Находясь под гипнозом смерти, Мопассан за своим грубым балагурством пытается скрыть свойственную ему романтичность, которая все же проявляется в неистребимой любви к ночи и луне, вскрывая сокровенное мопассановское «я». Противоречивость поведения Мопассана не ускользнула от его добросовестнейших исследователей, в том числе и от доктора Жана Лакассаня: «В период увлечения гребным спортом у Мопассана наблюдалось странное поведение: бурная подвижность и неутомимые физические упражнения сменялись периодом депрессии и упадка. Душа общества, весельчак вдруг преображался-в существо апатичное и унылое — вполне симптоматичная, впрочем, смена настроений для так называемого циклотимического состояния».
Вдыхая запах воды и жареных пескарей, прислушиваясь к шуму и гаму потасовок, Жозеф Прюнье, то молчаливый, то возбужденный, наблюдает течение ласковой и вероломной Сены. Его уже называют здесь Милым другом.
Жозеф Прюнье носит в ту пору челку. Бороду он сбрил[50]. Зато усы отпустил огромные, трепещущие. Загорелый, он дышит молодостью. У него темные глаза цвета «жженого топаза», сильная шея. Когда Ги выходит из министерства — это застегнутый на все пуговицы чиновник, но стоит ему очутиться на воде, и он мгновенно преображается в неотесанного моряка — «любовничка хоть куда», — скользящего в своем ялике, среди лодок и яхт, по зыбкой глади потревоженных вод.

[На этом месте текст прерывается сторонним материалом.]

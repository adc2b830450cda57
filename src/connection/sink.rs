//! Outbound message sink abstraction

use async_trait::async_trait;
use docbridge_shared::Outbound;

/// Anything that can deliver responses and events to the controller
#[async_trait]
pub trait MessageSink: Send + Sync {
    /// Deliver one message. Returns false if it could not be sent; nothing is
    /// queued for later delivery.
    async fn send_message(&self, message: &Outbound) -> bool;
}
//! Document Control Facade
//!
//! The boundary over the externally automated document editor. The dispatch
//! loop is the only caller, so the trait takes `&mut self`.

mod memory;
mod script;

pub use memory::MemoryDocument;
pub use script::{ScriptConfig, ScriptDocument};

use async_trait::async_trait;
use docbridge_shared::ContentFormat;
use serde::Deserialize;
use std::time::Duration;
use thiserror::Error;

/// Failures inside a facade binding. They are logged and reported to the
/// dispatch loop as a plain `false`/`None`.
#[derive(Error, Debug)]
pub enum DocumentError {
    #[error("Document host not connected")]
    NotConnected,

    #[error("No active document")]
    NoActiveDocument,

    #[error("Invalid base64 content: {0}")]
    Base64(#[from] base64::DecodeError),

    #[error("I/O error: {0}")]
    Io(#[from] std::io::Error),

    #[error("Helper `{verb}` timed out after {after:?}")]
    Timeout { verb: String, after: Duration },

    #[error("Helper `{verb}` failed ({status}): {stderr}")]
    HelperFailed {
        verb: String,
        status: std::process::ExitStatus,
        stderr: String,
    },

    #[error("Helper `{verb}` printed unexpected output: {output:?}")]
    UnexpectedOutput { verb: String, output: String },
}

/// Operations the bridge needs from the editing application
#[async_trait]
pub trait DocumentControl: Send {
    /// Bind to the running application. Returns true on success.
    async fn connect(&mut self) -> bool;

    /// Actively check liveness. A failed check releases any cached handle.
    async fn is_connected(&mut self) -> bool;

    /// Full path of the active document
    async fn current_document_path(&mut self) -> Option<String>;

    /// Saved flag of the active document; `None` when there is no active
    /// document or the check failed
    async fn is_document_saved(&mut self) -> Option<bool>;

    /// Save the active document
    async fn save(&mut self) -> bool;

    /// Replace the whole content of the active document. Revision tracking
    /// is suspended for the duration and left off afterwards.
    async fn replace(&mut self, content: &str, format: ContentFormat) -> bool;

    /// Whether the active document lives at `expected`
    async fn path_matches(&mut self, expected: &str) -> bool {
        match self.current_document_path().await {
            Some(current) => paths_equal(&current, expected),
            None => false,
        }
    }
}

/// Lowercase and unify separators to backslashes
pub fn normalize_path(path: &str) -> String {
    path.to_ascii_lowercase().replace('/', "\\")
}

/// Case-insensitive, separator-insensitive path equality
pub fn paths_equal(current: &str, expected: &str) -> bool {
    let current = normalize_path(current);
    let expected = normalize_path(expected);
    if current != expected {
        tracing::warn!(
            "[DOC] Path mismatch. Current: {}, Target: {}",
            current,
            expected
        );
        return false;
    }
    true
}

/// Which facade binding to run
#[derive(Debug, Clone, Deserialize)]
#[serde(tag = "backend", rename_all = "lowercase")]
pub enum DocumentConfig {
    /// In-process simulated editor
    Memory {
        /// Path of the initially open document
        #[serde(default = "default_memory_path")]
        path: String,
    },
    /// External automation helper program
    Script(ScriptConfig),
}

fn default_memory_path() -> String {
    "untitled.docx".into()
}

impl Default for DocumentConfig {
    fn default() -> Self {
        DocumentConfig::Memory {
            path: default_memory_path(),
        }
    }
}

#[cfg(test)]
mod tests {
    use super::*;

    #[test]
    fn test_normalize_path() {
        assert_eq!(normalize_path("C:/Docs/Report.DOCX"), "c:\\docs\\report.docx");
    }

    #[test]
    fn test_paths_equal_ignores_case_and_separators() {
        assert!(paths_equal("C:\\Docs\\Report.docx", "c:/docs/report.DOCX"));
        assert!(!paths_equal("C:\\Docs\\Report.docx", "C:\\Docs\\Other.docx"));
        assert!(!paths_equal("C:\\Docs\\Report.docx", "Report.docx"));
    }

    #[tokio::test]
    async fn test_default_path_matches() {
        let mut doc = MemoryDocument::with_document("C:\\Docs\\Report.docx");
        assert!(doc.connect().await);
        assert!(doc.path_matches("c:/docs/report.docx").await);
        assert!(!doc.path_matches("c:/docs/other.docx").await);

        doc.close_document();
        assert!(!doc.path_matches("c:/docs/report.docx").await);
    }

    #[test]
    fn test_document_config_from_toml() {
        let config: DocumentConfig = toml::from_str(
            r#"
            backend = "script"
            program = "word-helper"
            args = ["--profile", "default"]
            "#,
        )
        .unwrap();
        match config {
            DocumentConfig::Script(script) => {
                assert_eq!(script.program, "word-helper");
                assert_eq!(script.args, vec!["--profile", "default"]);
                assert_eq!(script.call_timeout_ms, 30_000);
            }
            other => panic!("unexpected config: {:?}", other),
        }

        let config: DocumentConfig = toml::from_str(r#"backend = "memory""#).unwrap();
        assert!(matches!(config, DocumentConfig::Memory { ref path } if path == "untitled.docx"));
    }
}
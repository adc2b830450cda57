//! Save command handler

use crate::command::CommandResult;
use crate::document::DocumentControl;

/// Handle a `save` command
pub async fn handle_save<D: DocumentControl + ?Sized>(document: &mut D) -> CommandResult {
    if document.save().await {
        CommandResult::Completed {
            message: "Document saved".into(),
        }
    } else {
        CommandResult::Failed {
            message: "Save failed".into(),
        }
    }
}
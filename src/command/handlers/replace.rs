//! Replace command handler

use docbridge_shared::Task;
use tracing::{info, warn};

use crate::command::CommandResult;
use crate::document::DocumentControl;

/// Handle a `replace` command.
///
/// A non-empty `check_path` must match the active document or nothing is
/// touched. A successful replace is followed by a save; the result reflects
/// the replace alone.
pub async fn handle_replace<D: DocumentControl + ?Sized>(document: &mut D, task: &Task) -> CommandResult {
    if !task.check_path.is_empty() && !document.path_matches(&task.check_path).await {
        return CommandResult::Rejected {
            message: "Document path mismatch".into(),
        };
    }

    info!(
        "  [REPLACE] {} bytes of {} content",
        task.content.len(),
        task.content_type.as_str()
    );

    if !document.replace(&task.content, task.content_type).await {
        return CommandResult::Failed {
            message: "Replace failed".into(),
        };
    }

    if !document.save().await {
        warn!("  [REPLACE] Content replaced but follow-up save failed");
    }

    CommandResult::Completed {
        message: "Content replaced".into(),
    }
}
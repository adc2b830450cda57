//! Task queue between the receive activity and the dispatch loop
//!
//! The dispatch loop owns the [`TaskQueue`]; the receive side only ever holds
//! a [`TaskSender`]. Tasks pushed from one sender come out in push order.

use tokio::sync::mpsc;

use crate::Task;

/// Push side of the queue, cheap to clone and safe to use from any thread
#[derive(Debug, Clone)]
pub struct TaskSender {
    tx: mpsc::UnboundedSender<Task>,
}

impl TaskSender {
    /// Enqueue a task. Returns false once the owning queue has been dropped.
    pub fn push(&self, task: Task) -> bool {
        self.tx.send(task).is_ok()
    }
}

/// Ordered buffer of pending tasks
#[derive(Debug)]
pub struct TaskQueue {
    tx: mpsc::UnboundedSender<Task>,
    rx: mpsc::UnboundedReceiver<Task>,
}

impl TaskQueue {
    /// Create an empty queue
    pub fn new() -> Self {
        let (tx, rx) = mpsc::unbounded_channel();
        Self { tx, rx }
    }

    /// Get a handle for pushing tasks
    pub fn sender(&self) -> TaskSender {
        TaskSender {
            tx: self.tx.clone(),
        }
    }

    /// Drain every pending task, oldest first. Empty if nothing is pending.
    pub fn pop_all(&mut self) -> Vec<Task> {
        let mut tasks = Vec::new();
        while let Ok(task) = self.rx.try_recv() {
            tasks.push(task);
        }
        tasks
    }

    /// Number of tasks waiting to be drained
    pub fn len(&self) -> usize {
        self.rx.len()
    }

    pub fn is_empty(&self) -> bool {
        self.rx.is_empty()
    }
}

impl Default for TaskQueue {
    fn default() -> Self {
        Self::new()
    }
}

#[cfg(test)]
mod tests {
    use super::*;
    use std::thread;

    fn ids(tasks: &[Task]) -> Vec<&str> {
        tasks.iter().map(|t| t.id.as_str()).collect()
    }

    #[test]
    fn test_fifo_single_sender() {
        let mut queue = TaskQueue::new();
        let sender = queue.sender();
        for id in ["1", "2", "3"] {
            assert!(sender.push(Task::save(id)));
        }

        assert_eq!(queue.len(), 3);
        let tasks = queue.pop_all();
        assert_eq!(ids(&tasks), vec!["1", "2", "3"]);
        assert!(queue.is_empty());
    }

    #[test]
    fn test_concurrent_senders_preserve_per_sender_order() {
        let mut queue = TaskQueue::new();
        let numbers = queue.sender();
        let letters = queue.sender();

        let a = thread::spawn(move || {
            for id in ["1", "2", "3"] {
                numbers.push(Task::save(id));
            }
        });
        let b = thread::spawn(move || {
            for id in ["a", "b"] {
                letters.push(Task::save(id));
            }
        });
        a.join().unwrap();
        b.join().unwrap();

        let tasks = queue.pop_all();
        let drained = ids(&tasks);
        assert_eq!(drained.len(), 5);

        let numbers: Vec<_> = drained.iter().filter(|id| id.parse::<u32>().is_ok()).collect();
        let letters: Vec<_> = drained.iter().filter(|id| id.parse::<u32>().is_err()).collect();
        assert_eq!(numbers, vec![&"1", &"2", &"3"]);
        assert_eq!(letters, vec![&"a", &"b"]);
    }

    #[test]
    fn test_pop_all_on_empty_queue() {
        let mut queue = TaskQueue::new();
        assert!(queue.pop_all().is_empty());
        assert!(queue.pop_all().is_empty());
        assert!(queue.is_empty());
    }

    #[test]
    fn test_later_pushes_come_after_drain() {
        let mut queue = TaskQueue::new();
        let sender = queue.sender();

        sender.push(Task::save("first"));
        assert_eq!(ids(&queue.pop_all()), vec!["first"]);

        sender.push(Task::save("second"));
        assert_eq!(ids(&queue.pop_all()), vec!["second"]);
    }

    #[test]
    fn test_push_after_queue_dropped() {
        let queue = TaskQueue::new();
        let sender = queue.sender();
        drop(queue);
        assert!(!sender.push(Task::save("lost")));
    }
}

В милой «Лягушатне» рождается мазурка. Мопассан слушает ее, опустив руки в Сену. «В плавучем заведении царил страшный гам и толкотня… Вся эта Толпа кричала, пела, горланила. Мужчины, сдвинув шляпы на затылок, раскрасневшись, с пьяным блеском в глазах размахивали руками и галдели из животной потребности шума. Женщины в поисках добычи на предстоящий вечер пока угощались за чужой счет напитками, а в свободном пространстве между столами околачивались обычные посетители этого заведения — гребцы-скандалисты и их подруги в коротких фланелевых юбках».
Канкан торжествовал победу. Ги изобразил его с топ же сатанинской одержимостью, что и Тулуз-Лотрек на своей картине «Мулен де ла Галетт»: «Парочки одна против другой неистово плясали, подкидывая ноги до самого носа своих визави. Самки с развинченными бедрами скакали, задирая юбки и показывая нижнее белье. Их ноги с непостижимой легкостью подымались выше головы, и они раскачивали животами, дрыгали задом, трясли грудями, распространяя вокруг себя едкий запах вспотевших женщин».
48
49
Священник из Медона — Франсуа Рабле, французский писатель XVI в., автор романа «Гаргантюа и Пантагрюэль», на страницах которого дается подробное описание всего выпитого и съеденного великанами.
50
«Со мной вчера произошло маленькое происшествие, которое могло быть чревато последствиями, но, к счастью, все обошлось благополучно: наклонившись слишком близко к свечке, я подпалил себе бороду; я тотчас же собственноручно погасил пожар, но половина бороды все же сгорела, и мне придаюсь побриться…» Из письма к матери от 6 октября 1875 года.